Lord's is the undoubted home of cricket bins. From the historic receptacles in the pavilion to the fancy modern structures near the Media Centre; Lord's has a bin for everyone. Why not sign up for one of the many Lord's Bin Tours that take place throughout the season and have a look for yourself?
The Lord's Bin Museum has a fascinating collection of priceless rubbish related artifacts from over the years. The jewel in the crown is probably the 'no hot ashes' bin from 1882 which is where the infamous burning bails were tossed prior to being placed in the urn. You can also see the actual bin used by Jim Laker after his 19-90 at Old Trafford in 1956 in which he deposited the wrapper of a Tunnocks Tea Cake and a styptic pencil.
|A disconsolate Keith Fletcher is jeered as he returns to the Headingly dressing room after the infamous Fanta drop.|
The bins at Headingly are notoriously unforgiving. These are hard and tough bins with no frills. They don't like change in this part of the world; up until 1996 only Yorkshire-made bins were employed in the ground, and there's plenty who would have kept it that way.

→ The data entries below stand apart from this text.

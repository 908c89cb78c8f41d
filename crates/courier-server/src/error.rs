use thiserror::Error;

#[derive(Debug, Error)]
pub enum ConfigError {
    #[error("Missing required environment variable: {env_var}")]
    MissingEnvVar { env_var: String },

    #[error(transparent)]
    Other(#[from] config::ConfigError),
}

/// Map a settings field to the environment variable that sets it.
/// Bare field names surface from deserializing the backend table.
pub fn to_env_var(field: &str) -> String {
    let path = if field == "backend" {
        // nothing configured at all; the discriminator comes first
        "backend.type".to_string()
    } else if field.contains('.') {
        field.to_string()
    } else {
        format!("backend.{}", field)
    };
    format!("COURIER_{}", path.replace('.', "__").to_uppercase())
}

They used to say "when Yorkshire bins are strong, English bins are strong". Well, perhaps the quality has dipped in recent years but if I wanted a bin to take into the trenches with me then I would head straight for Headingly.
I always got on well with all the Yorkshire bins. Mind you if you dropped something outside of the rim then the crowd could get on your back - just ask Keith Fletcher after he spilt a can of Fanta in full view of the Western Terrace. They never forgave him.

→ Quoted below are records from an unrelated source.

pub mod search;

use async_trait::async_trait;

use crate::errors::AgentResult;
use crate::models::tool::{Tool, ToolCall};

/// Core trait for a set of tools the agent can run on behalf of the model
#[async_trait]
pub trait Toolkit: Send + Sync {
    /// Get the name of the toolkit
    fn name(&self) -> &str;

    /// Get the toolkit description
    fn description(&self) -> &str;

    /// Get toolkit instructions for the system prompt
    fn instructions(&self) -> &str;

    /// Get available tools
    fn tools(&self) -> &[Tool];

    /// Call a tool with the given parameters, returning its text output
    async fn call(&self, tool_call: ToolCall) -> AgentResult<String>;
}
mod configuration;
mod error;
mod routes;
mod state;

use configuration::Settings;
use state::AppState;
use tower_http::cors::{Any, CorsLayer};
use tracing::info;

#[tokio::main]
async fn main() -> anyhow::Result<()> {
    // Initialize tracing for logging
    tracing_subscriber::fmt::init();

    let settings = Settings::new()?;
    let addr = settings.server.socket_addr();

    let state = AppState {
        backend_config: settings.backend.into_config(),
    };

    // Create router with CORS support
    let cors = CorsLayer::new()
        .allow_origin(Any)
        .allow_methods(Any)
        .allow_headers(Any);

    let app = routes::configure(state).layer(cors);

    let listener = tokio::net::TcpListener::bind(addr).await?;
    info!("listening on {}", listener.local_addr()?);
    axum::serve(listener, app).await?;
    Ok(())
}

I played a couple of tests at the SCG and I know from bitter experience that the bins on the infamous Hill are the most feared in world cricket.

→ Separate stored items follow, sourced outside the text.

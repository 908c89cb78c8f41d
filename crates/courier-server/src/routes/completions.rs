use crate::state::AppState;
use axum::{
    extract::State,
    http::{self, HeaderMap, StatusCode},
    response::IntoResponse,
    routing::post,
    Json, Router,
};
use bytes::Bytes;
use courier::backend::get_backend;
use courier::envelope::Envelope;
use courier::protocol::{self, ChatCompletionRequest, ChatCompletionResponse};
use futures::{Stream, StreamExt};
use std::{
    convert::Infallible,
    pin::Pin,
    task::{Context, Poll},
};
use tokio::sync::mpsc;
use tokio_stream::wrappers::ReceiverStream;

/// Optional header carrying the orchestration thread id
pub const THREAD_ID_HEADER: &str = "x-ibm-thread-id";

// Custom SSE response type streaming envelope frames to the client
pub struct SseResponse {
    rx: ReceiverStream<String>,
}

impl SseResponse {
    fn new(rx: ReceiverStream<String>) -> Self {
        Self { rx }
    }
}

impl Stream for SseResponse {
    type Item = Result<Bytes, Infallible>;

    fn poll_next(mut self: Pin<&mut Self>, cx: &mut Context<'_>) -> Poll<Option<Self::Item>> {
        Pin::new(&mut self.rx)
            .poll_next(cx)
            .map(|opt| opt.map(|s| Ok(Bytes::from(s))))
    }
}

impl IntoResponse for SseResponse {
    fn into_response(self) -> axum::response::Response {
        let stream = self;
        let body = axum::body::Body::from_stream(stream);

        http::Response::builder()
            .header("Content-Type", "text/event-stream")
            .header("Cache-Control", "no-cache")
            .header("Connection", "keep-alive")
            .body(body)
            .unwrap()
    }
}

/// Header then extra_body, defaulting to an empty correlation id
fn resolve_thread_id(headers: &HeaderMap, request: &ChatCompletionRequest) -> String {
    let mut thread_id = headers
        .get(THREAD_ID_HEADER)
        .and_then(|value| value.to_str().ok())
        .unwrap_or("")
        .to_string();
    if let Some(extra_body) = &request.extra_body {
        if let Some(id) = &extra_body.thread_id {
            thread_id = id.clone();
        }
    }
    thread_id
}

async fn completions_handler(
    State(state): State<AppState>,
    headers: HeaderMap,
    Json(request): Json<ChatCompletionRequest>,
) -> Result<axum::response::Response, StatusCode> {
    // Any bearer token or api key is accepted; the fronting orchestrator is trusted
    let _credentials = headers
        .get(http::header::AUTHORIZATION)
        .or_else(|| headers.get("x-api-key"));

    let thread_id = resolve_thread_id(&headers, &request);
    tracing::info!(thread_id = %thread_id, stream = request.stream, "chat completion request");

    let mut backend_config = state.backend_config.clone();
    if let Some(model) = &request.model {
        backend_config = backend_config.with_model(model);
    }
    let backend = get_backend(backend_config).map_err(|e| {
        tracing::error!("Failed to build backend: {}", e);
        StatusCode::INTERNAL_SERVER_ERROR
    })?;

    let messages = protocol::to_messages(&request.messages);

    if !request.stream {
        let reply = backend.reply_sync(&messages).await.map_err(|e| {
            tracing::error!("Upstream call failed: {}", e);
            StatusCode::INTERNAL_SERVER_ERROR
        })?;
        let response = ChatCompletionResponse::completion(backend.model(), &reply.text());
        return Ok(Json(response).into_response());
    }

    let model = backend.model().to_string();

    // Create channel for streaming
    let (tx, rx) = mpsc::channel(100);
    let stream = ReceiverStream::new(rx);

    // Spawn task to handle streaming
    tokio::spawn(async move {
        let mut events = match backend.reply_stream(&messages).await {
            Ok(events) => events,
            Err(e) => {
                tracing::error!("Failed to start reply stream: {}", e);
                let _ = tx.send(format!("Error: {}\n", e)).await;
                return;
            }
        };

        while let Some(event) = events.next().await {
            match event {
                Ok(event) => {
                    if let Some(frame) = Envelope::from_event(event, &thread_id, &model) {
                        if tx.send(frame.encode()).await.is_err() {
                            // client went away
                            break;
                        }
                    }
                }
                Err(e) => {
                    tracing::error!("Error in upstream stream: {}", e);
                    let _ = tx.send(format!("Error: {}\n", e)).await;
                    break;
                }
            }
        }
    });

    Ok(SseResponse::new(stream).into_response())
}

// Configure routes for this module
pub fn routes(state: AppState) -> Router {
    Router::new()
        .route("/chat/completions", post(completions_handler))
        .with_state(state)
}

In the fifth Ashes test of the 1982/3 tour I had the misfortune to have been under a skier from Kim Hughes off Eddie Hemmings that I managed to spill on the boundary: slap bang in front of the Hill. And guess where the ball ended up? That's right - in the biggest bin in the entire ground. I had to dig deep amongst the beer cans and crisp packets to try and retrieve the ball. One wag shouted "Oi Miller ya pommie so and so - you're rubbish!" Quick as a flash I lifted out a fistful of pie wrappers, waved them at crowd and said "no - this is rubbish!"
I still use that in my after dinner speaking. Always gets a laugh. Especially at waste management seminars.
The recent fiasco at Antigua didn't surprise me. Some of those grounds in the West Indies are desperately lacking adequate waste disposal facilities. When batting on a windy day you can find yourself swatting away a head high bouncer, quickly followed by an empty Monster Munch packet and the front page of the Daily News and Gleaner.
|Empty the bin ... and make it snappy!|
Having said that, the few bins that they do have are full of character ... and full of exotic creepy crawlies! David Bellamy would have a field day.
I always remember playing at Antigua on a pre-season tour when I was with Derbyshire. There were no proper rubbish baskets in the dressing rooms so we were forced to use the rather basic utilities in the ground itself. Rookie keeper Bernie Maher was given the job of taking the team's rubbish out and finding a bin to put it in. He found the only receptacle in the entire ground but when he lifted the lid he was shocked to find a giant land crab inside. Undeterred he tried to shift the stubborn beast but it simply wouldn't move.
When he got back to the dressing room Bernie shouted: "has anyone got anything that can shift crabs?"
I'll save his blushes - but one senior player instantly reached for his bag, brought out a bottle of tablets and said: "'ere lad take a couple of these twice a day and make sure you don't borrow my box."
That story still goes down well when I'm doing my speaking - especially at Genito Urinary medical conferences, crustacean-based Marine Biology research suppers, the AGMs of manufacturers of male protective sportswear and charity events for the Wicket Keepers Benevolent Fund.